> WHAT NEEDS TO BE DONE
Find the string "attempts" in the records. Copy every line it appears in.
== == ==
use std::str::FromStr;

use alloy_primitives::{Address, U256};
use config::{builder::DefaultState, ConfigBuilder, Environment, File};
use serde::Deserialize;

use crate::error::{AppError, AppResult};

/// Minimum gap between the on-chain refund lock time and the auto-settle buffer.
pub const MIN_LOCK_WINDOW_SECS: u64 = 60;
/// Minimum force-settlement interval.
pub const MIN_FORCE_INTERVAL_SECS: u64 = 60;

#[derive(Debug, Deserialize, Clone)]
pub struct Config {
    #[serde(default = "default_database_url")]
    pub database_url: String,
    #[serde(default = "default_bind_address")]
    pub bind_address: String,
    #[serde(default)]
    pub ledger_backend: LedgerBackend,
    pub chain: ChainConfig,
    pub tee: TeeConfig,
    #[serde(default)]
    pub service: ServiceConfig,
    #[serde(default)]
    pub settlement: SettlementConfig,
}

#[derive(Debug, Deserialize, Clone, Copy, Default, PartialEq, Eq)]
#[serde(rename_all = "snake_case")]
pub enum LedgerBackend {
    #[default]
    Postgres,
    Memory,
}

#[derive(Debug, Deserialize, Clone)]
pub struct ChainConfig {
    pub rpc_url: String,
    /// Endpoint used for `eth_sendTransaction`; falls back to `rpc_url`.
    #[serde(default)]
    pub tx_rpc_url: Option<String>,
    pub contract_address: Address,
    pub provider_address: Address,
    /// Initial gas price in wei (decimal or 0x hex). Node price when unset.
    #[serde(default)]
    pub gas_price: Option<String>,
    #[serde(default)]
    pub max_gas_price: Option<String>,
    #[serde(default)]
    pub gas_limit: Option<u64>,
    #[serde(default = "default_tx_timeout_secs")]
    pub tx_timeout_secs: u64,
    #[serde(default = "default_max_non_gas_retries")]
    pub max_non_gas_retries: u32,
    #[serde(default = "default_retry_interval_secs")]
    pub retry_interval_secs: u64,
    #[serde(default = "default_receipt_rounds")]
    pub receipt_rounds: u32,
    #[serde(default = "default_receipt_interval_secs")]
    pub receipt_interval_secs: u64,
}

/// How the broker reaches the TEE signing capability
#[derive(Debug, Deserialize, Clone)]
#[serde(tag = "mode", rename_all = "snake_case")]
pub enum TeeConfig {
    Remote {
        sign_url: String,
        #[serde(default = "default_signer_timeout_secs")]
        timeout_secs: u64,
    },
    /// Development only: the key lives in this process.
    Local { private_key: String },
}

#[derive(Debug, Deserialize, Clone)]
pub struct ServiceConfig {
    #[serde(default = "zero_amount")]
    pub input_price: String,
    #[serde(default = "zero_amount")]
    pub output_price: String,
}

impl Default for ServiceConfig {
    fn default() -> Self {
        Self {
            input_price: zero_amount(),
            output_price: zero_amount(),
        }
    }
}

#[derive(Debug, Deserialize, Clone, Copy, Default, PartialEq, Eq)]
#[serde(rename_all = "snake_case")]
pub enum PurgePolicy {
    /// Move purged records to the dead-letter table before deleting them.
    #[default]
    DeadLetter,
    /// Delete purged records outright.
    Forgive,
}

#[derive(Debug, Deserialize, Clone)]
pub struct SettlementConfig {
    #[serde(default = "default_batch_size")]
    pub batch_size: usize,
    #[serde(default = "default_max_rounds")]
    pub max_rounds: u32,
    #[serde(default = "default_skip_cooldown_secs")]
    pub skip_cooldown_secs: u64,
    #[serde(default = "default_inflight_expiry_secs")]
    pub inflight_expiry_secs: u64,
    #[serde(default = "default_old_request_threshold_secs")]
    pub old_request_threshold_secs: u64,
    #[serde(default = "default_check_interval_secs")]
    pub check_interval_secs: u64,
    #[serde(default = "default_force_interval_secs")]
    pub force_interval_secs: u64,
    #[serde(default = "default_auto_settle_buffer_secs")]
    pub auto_settle_buffer_secs: u64,
    #[serde(default)]
    pub purge_policy: PurgePolicy,
    #[serde(default = "default_account_cache_ttl_secs")]
    pub account_cache_ttl_secs: u64,
}

impl Default for SettlementConfig {
    fn default() -> Self {
        Self {
            batch_size: default_batch_size(),
            max_rounds: default_max_rounds(),
            skip_cooldown_secs: default_skip_cooldown_secs(),
            inflight_expiry_secs: default_inflight_expiry_secs(),
            old_request_threshold_secs: default_old_request_threshold_secs(),
            check_interval_secs: default_check_interval_secs(),
            force_interval_secs: default_force_interval_secs(),
            auto_settle_buffer_secs: default_auto_settle_buffer_secs(),
            purge_policy: PurgePolicy::default(),
            account_cache_ttl_secs: default_account_cache_ttl_secs(),
        }
    }
}

fn default_database_url() -> String {
    "postgresql://localhost/broker".to_string()
}
fn default_bind_address() -> String {
    "0.0.0.0:8080".to_string()
}
fn default_tx_timeout_secs() -> u64 {
    30
}
fn default_max_non_gas_retries() -> u32 {
    5
}
fn default_retry_interval_secs() -> u64 {
    10
}
fn default_receipt_rounds() -> u32 {
    10
}
fn default_receipt_interval_secs() -> u64 {
    10
}
fn default_signer_timeout_secs() -> u64 {
    10
}
fn zero_amount() -> String {
    "0".to_string()
}
fn default_batch_size() -> usize {
    10
}
fn default_max_rounds() -> u32 {
    10
}
fn default_skip_cooldown_secs() -> u64 {
    300
}
fn default_inflight_expiry_secs() -> u64 {
    600
}
fn default_old_request_threshold_secs() -> u64 {
    600
}
fn default_check_interval_secs() -> u64 {
    300
}
fn default_force_interval_secs() -> u64 {
    600
}
fn default_auto_settle_buffer_secs() -> u64 {
    60
}
fn default_account_cache_ttl_secs() -> u64 {
    60
}

impl Config {
    /// Load `.env`, then the optional `CONFIG_FILE` (default `config.yaml`),
    /// then `BROKER__SECTION__KEY` environment overrides.
    pub fn from_env() -> AppResult<Self> {
        dotenv::dotenv().ok();

        let path = std::env::var("CONFIG_FILE").unwrap_or_else(|_| "config.yaml".to_string());
        let builder = config::Config::builder()
            .add_source(File::with_name(&path).required(false))
            .add_source(
                Environment::with_prefix("BROKER")
                    .separator("__")
                    .try_parsing(true),
            )
            .set_override_option("database_url", std::env::var("DATABASE_URL").ok())?;

        Self::build(builder)
    }

    fn build(builder: ConfigBuilder<DefaultState>) -> AppResult<Self> {
        let config: Config = builder.build()?.try_deserialize()?;
        config.validate()?;
        Ok(config)
    }

    /// Startup checks that do not need the chain.
    pub fn validate(&self) -> AppResult<()> {
        if self.chain.receipt_rounds == 0 {
            return Err(AppError::Config(
                "chain.receipt_rounds must be > 0 (0 polls forever)".into(),
            ));
        }
        if self.chain.tx_timeout_secs == 0 {
            return Err(AppError::Config("chain.tx_timeout_secs must be > 0".into()));
        }

        let gas_price = self.chain.gas_price()?;
        let max_gas_price = self.chain.max_gas_price()?;
        if let (Some(gas), Some(max)) = (gas_price, max_gas_price) {
            if max < gas {
                return Err(AppError::Config(format!(
                    "chain.max_gas_price {} is below chain.gas_price {}",
                    max, gas
                )));
            }
        }

        let s = &self.settlement;
        if s.batch_size == 0 {
            return Err(AppError::Config("settlement.batch_size must be > 0".into()));
        }
        if s.max_rounds == 0 {
            return Err(AppError::Config("settlement.max_rounds must be > 0".into()));
        }
        if s.check_interval_secs == 0 {
            return Err(AppError::Config(
                "settlement.check_interval_secs must be > 0".into(),
            ));
        }
        if s.force_interval_secs < MIN_FORCE_INTERVAL_SECS {
            return Err(AppError::Config(format!(
                "settlement.force_interval_secs must be at least {}",
                MIN_FORCE_INTERVAL_SECS
            )));
        }
        if s.auto_settle_buffer_secs > s.force_interval_secs {
            return Err(AppError::Config(format!(
                "settlement.auto_settle_buffer_secs {} exceeds force_interval_secs {}",
                s.auto_settle_buffer_secs, s.force_interval_secs
            )));
        }

        self.service.prices()?;
        Ok(())
    }

    /// Checks that depend on the contract's refund lock time.
    pub fn validate_lock_time(&self, lock_time_secs: u64) -> AppResult<()> {
        let buffer = self.settlement.auto_settle_buffer_secs;
        if buffer > lock_time_secs {
            return Err(AppError::Config(format!(
                "auto_settle_buffer_secs {} exceeds contract lock time {}",
                buffer, lock_time_secs
            )));
        }
        if lock_time_secs - buffer < MIN_LOCK_WINDOW_SECS {
            return Err(AppError::Config(format!(
                "lock time {} minus auto_settle_buffer_secs {} is below {}s",
                lock_time_secs, buffer, MIN_LOCK_WINDOW_SECS
            )));
        }
        Ok(())
    }
}

impl ChainConfig {
    pub fn gas_price(&self) -> AppResult<Option<U256>> {
        parse_optional_wei("chain.gas_price", self.gas_price.as_deref())
    }

    pub fn max_gas_price(&self) -> AppResult<Option<U256>> {
        parse_optional_wei("chain.max_gas_price", self.max_gas_price.as_deref())
    }

    pub fn tx_rpc_url(&self) -> &str {
        self.tx_rpc_url.as_deref().unwrap_or(&self.rpc_url)
    }
}

impl ServiceConfig {
    pub fn prices(&self) -> AppResult<(U256, U256)> {
        let input = parse_wei("service.input_price", &self.input_price)?;
        let output = parse_wei("service.output_price", &self.output_price)?;
        Ok((input, output))
    }
}

fn parse_wei(field: &str, value: &str) -> AppResult<U256> {
    U256::from_str(value.trim())
        .map_err(|_| AppError::Config(format!("{} is not an integer amount: {}", field, value)))
}

fn parse_optional_wei(field: &str, value: Option<&str>) -> AppResult<Option<U256>> {
    value.map(|v| parse_wei(field, v)).transpose()
}
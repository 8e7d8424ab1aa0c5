use alloy_primitives::{B256, U256};
use axum::{
    http::StatusCode,
    response::{IntoResponse, Response},
    Json,
};
use serde::Serialize;
use sqlx::migrate::MigrateError;
use thiserror::Error;

/// Top-level error type for the entire application
#[derive(Error, Debug)]
pub enum AppError {
    #[error("Database error: {0}")]
    Database(#[from] sqlx::Error),

    #[error("Ledger error: {0}")]
    Ledger(#[from] LedgerError),

    #[error("Chain error: {0}")]
    Chain(#[from] ChainError),

    #[error("Settlement error: {0}")]
    Settlement(#[from] SettlementError),

    #[error("Signer error: {0}")]
    Signer(#[from] SignerError),

    #[error("Configuration error: {0}")]
    Config(String),

    #[error("Internal error: {0}")]
    Internal(String),

    #[error("Not found: {0}")]
    NotFound(String),

    #[error("Invalid input: {0}")]
    InvalidInput(String),

    #[error("Invalid address: {0}")]
    InvalidAddress(String),

    #[error("External error: {0}")]
    ExternalError(String),

    #[error("Service is shutting down")]
    ShuttingDown,
}

/// Ledger store errors
#[derive(Error, Debug)]
pub enum LedgerError {
    #[error("Usage record already exists: {0}")]
    DuplicateRecord(String),

    #[error("Invalid amount in {field}: {value}")]
    InvalidAmount { field: String, value: String },
}

/// Chain access errors, consumed by the transaction retry layer
#[derive(Error, Debug, Clone)]
pub enum ChainError {
    #[error("RPC error {code}: {message}")]
    Rpc { code: i64, message: String },

    #[error("RPC transport error: {0}")]
    Transport(String),

    #[error("Attempt timeout after {0}s")]
    Timeout(u64),

    #[error("Mempool congestion and no max gas price configured: {0}")]
    MempoolWithoutMaxGasPrice(String),

    #[error("Cannot exceed max gas price: current {current}, max {max}")]
    MaxGasPriceExceeded { current: U256, max: U256 },

    #[error("Retries exhausted after {attempts} attempts: {last}")]
    RetriesExhausted { attempts: u32, last: String },

    #[error("Transaction execution failed: {0}")]
    Reverted(B256),

    #[error("Unknown receipt status {status} for transaction {tx_hash}")]
    UnknownReceiptStatus { tx_hash: B256, status: u64 },

    #[error("No receipt for transaction {tx_hash} after {rounds} rounds")]
    ReceiptNotFound { tx_hash: B256, rounds: u32 },

    /// The transaction may be on its way to the chain; its outcome is unknown.
    #[error("Settlement transaction possibly broadcast ({tx_hash:?}): {cause}")]
    Unconfirmed {
        tx_hash: Option<B256>,
        cause: Box<ChainError>,
    },

    #[error("ABI decode error: {0}")]
    Decode(String),

    #[error("Invalid RPC response: {0}")]
    InvalidResponse(String),
}

/// Settlement pipeline errors
#[derive(Error, Debug)]
pub enum SettlementError {
    #[error("Invalid user address {0}")]
    InvalidUser(String),

    #[error("Batch for {user} has no records")]
    EmptyBatch { user: String },
}

/// TEE signing errors
#[derive(Error, Debug)]
pub enum SignerError {
    #[error("Remote signer request failed: {0}")]
    Remote(String),

    #[error("Invalid signing key: {0}")]
    InvalidKey(String),

    #[error("Signing failed: {0}")]
    Signing(String),

    #[error("Malformed signature: {0}")]
    MalformedSignature(String),
}

/// API error response structure
#[derive(Serialize)]
pub struct ErrorResponse {
    pub error: String,
    pub error_code: String,
    #[serde(skip_serializing_if = "Option::is_none")]
    pub details: Option<serde_json::Value>,
}

impl IntoResponse for AppError {
    fn into_response(self) -> Response {
        let (status, error_code, message, details) = match self {
            AppError::NotFound(what) => (
                StatusCode::NOT_FOUND,
                "NOT_FOUND",
                format!("Not found: {}", what),
                None,
            ),
            AppError::InvalidInput(reason) => (
                StatusCode::BAD_REQUEST,
                "INVALID_INPUT",
                reason,
                None,
            ),
            AppError::InvalidAddress(address) => (
                StatusCode::BAD_REQUEST,
                "INVALID_ADDRESS",
                format!("Invalid address: {}", address),
                Some(serde_json::json!({ "address": address })),
            ),
            AppError::Ledger(LedgerError::DuplicateRecord(hash)) => (
                StatusCode::CONFLICT,
                "DUPLICATE_RECORD",
                format!("Usage record already exists: {}", hash),
                Some(serde_json::json!({ "request_hash": hash })),
            ),
            AppError::Ledger(LedgerError::InvalidAmount { field, value }) => (
                StatusCode::BAD_REQUEST,
                "INVALID_AMOUNT",
                format!("Invalid amount in {}", field),
                Some(serde_json::json!({ "field": field, "value": value })),
            ),
            AppError::Chain(err) => (
                StatusCode::BAD_GATEWAY,
                "CHAIN_ERROR",
                err.to_string(),
                None,
            ),
            AppError::Signer(err) => (
                StatusCode::BAD_GATEWAY,
                "SIGNER_ERROR",
                err.to_string(),
                None,
            ),
            AppError::ShuttingDown => (
                StatusCode::SERVICE_UNAVAILABLE,
                "SHUTTING_DOWN",
                "Service is shutting down".to_string(),
                None,
            ),
            AppError::Database(_) => (
                StatusCode::INTERNAL_SERVER_ERROR,
                "DATABASE_ERROR",
                "A database error occurred".to_string(),
                None,
            ),
            _ => (
                StatusCode::INTERNAL_SERVER_ERROR,
                "INTERNAL_ERROR",
                "An internal error occurred".to_string(),
                None,
            ),
        };

        let body = Json(ErrorResponse {
            error: message,
            error_code: error_code.to_string(),
            details,
        });

        (status, body).into_response()
    }
}

impl From<anyhow::Error> for AppError {
    fn from(error: anyhow::Error) -> Self {
        AppError::Internal(format!("Error converting: {:?}", error))
    }
}

impl From<reqwest::Error> for AppError {
    fn from(error: reqwest::Error) -> Self {
        AppError::ExternalError(format!("HTTP request error: {:?}", error))
    }
}

impl From<MigrateError> for AppError {
    fn from(error: MigrateError) -> Self {
        AppError::Internal(format!("Migration error: {:?}", error))
    }
}

impl From<config::ConfigError> for AppError {
    fn from(error: config::ConfigError) -> Self {
        AppError::Config(error.to_string())
    }
}

impl ChainError {
    /// A failed write that may still land on chain.
    pub fn may_have_broadcast(&self) -> bool {
        matches!(self, ChainError::Unconfirmed { .. })
    }

    pub fn unconfirmed(tx_hash: Option<B256>, cause: ChainError) -> Self {
        ChainError::Unconfirmed {
            tx_hash,
            cause: Box::new(cause),
        }
    }
}

impl From<reqwest::Error> for ChainError {
    fn from(error: reqwest::Error) -> Self {
        if error.is_timeout() {
            ChainError::Transport(format!("request timeout: {}", error))
        } else {
            ChainError::Transport(error.to_string())
        }
    }
}

/// Result type alias for the application
pub type AppResult<T> = Result<T, AppError>;

#[cfg(test)]
mod tests {
    use super::*;

    #[test]
    fn test_error_display_carries_classification_text() {
        let err = ChainError::Timeout(30);
        assert!(err.to_string().contains("timeout"));

        let err = ChainError::MaxGasPriceExceeded {
            current: U256::from(12u64),
            max: U256::from(12u64),
        };
        assert!(err.to_string().contains("Cannot exceed max gas price"));
    }

    #[test]
    fn test_chain_error_maps_to_bad_gateway() {
        let response = AppError::Chain(ChainError::Transport("down".into())).into_response();
        assert_eq!(response.status(), StatusCode::BAD_GATEWAY);

        let response = AppError::NotFound("account".into()).into_response();
        assert_eq!(response.status(), StatusCode::NOT_FOUND);
    }
}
== == ==
> RESPONSE
    #[error("Retries exhausted after {attempts} attempts: {last}")]
    RetriesExhausted { attempts: u32, last: String },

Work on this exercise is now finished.